Assessment Criteria
How we evaluate deep tech startups in due diligence reports.
We assess startups on three dimensions, each scored 1-10.
Technical Credibility (1-10)
- Is the core mechanism scientifically sound?
- Are key parameters (efficiency, current density, yield, etc.) specified or hand-waved?
- Does published precedent support the approach?
- What's the current TRL and what's required to advance?
Commercial Viability (1-10)
- Do unit economics close without policy support?
- Is there evidence of customer demand (LOIs, pilots, revenue)?
- What's the realistic timeline to meaningful revenue?
- Does the capital requirement match VC fund math?
Moat Strength (1-10)
- Is there defensible IP, or does prior art limit protection?
- How long would it take a well-funded competitor to replicate?
- Are there network effects, switching costs, or other structural advantages?

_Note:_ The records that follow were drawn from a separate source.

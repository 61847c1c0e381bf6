//! # Sale Repository
//!
//! Persistence for finalized sales and their line snapshots.
//!
//! ## Sale Lifecycle
//! ```text
//! ┌─────────────────────────────────────────────────────────────────────────┐
//! │                       From Draft To Record                              │
//! │                                                                         │
//! │  build_sale_draft (polpa-core, pure)                                    │
//! │       │                                                                 │
//! │       │ SaleDraft (validated totals + frozen line snapshots)            │
//! │       ▼                                                                 │
//! │  create_sale (THIS MODULE) — one transaction:                           │
//! │    1. sale_number ← MAX(sale_number) + 1 for this store                 │
//! │    2. INSERT the sales row                                              │
//! │    3. INSERT sale_items rows with item_no 1..n (cart order)             │
//! │       │                                                                 │
//! │       │ commit (all-or-nothing: a failed item insert rolls              │
//! │       │         back the sale and releases the number)                  │
//! │       ▼                                                                 │
//! │  Sale { id, sale_number, items } — immutable from here on               │
//! │                                                                         │
//! └─────────────────────────────────────────────────────────────────────────┘
//! ```

use chrono::{DateTime, Utc};
use sqlx::SqlitePool;
use tracing::debug;
use uuid::Uuid;

use crate::error::{DbError, DbResult};
use crate::repository::{parse_decimal, parse_decimal_opt};
use polpa_core::provider::{ProviderResult, SaleStore};
use polpa_core::{PaymentMethod, Sale, SaleDraft, SaleItem};

// =============================================================================
// Row Mapping
// =============================================================================

#[derive(Debug, sqlx::FromRow)]
struct SaleRow {
    id: String,
    store_id: String,
    sale_number: i64,
    register_id: String,
    operator_id: String,
    operator_name: String,
    customer_name: Option<String>,
    customer_phone: Option<String>,
    subtotal: String,
    discount_amount: String,
    discount_percentage: String,
    total_amount: String,
    payment_type: PaymentMethod,
    change_amount: String,
    notes: Option<String>,
    is_cancelled: bool,
    created_at: DateTime<Utc>,
}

- Is execution speed the primary moat?
What DD Reports Don't Cover
To be clear about scope:
- We don't do background checks on founders
- We don't assess cap table structure or deal terms
- We don't provide legal opinions on IP ownership or freedom-to-operate
- We don't replace actually talking to the founders
We focus on: Does the technology work? Are the cost projections realistic? What are the technical and commercial risks that could kill this?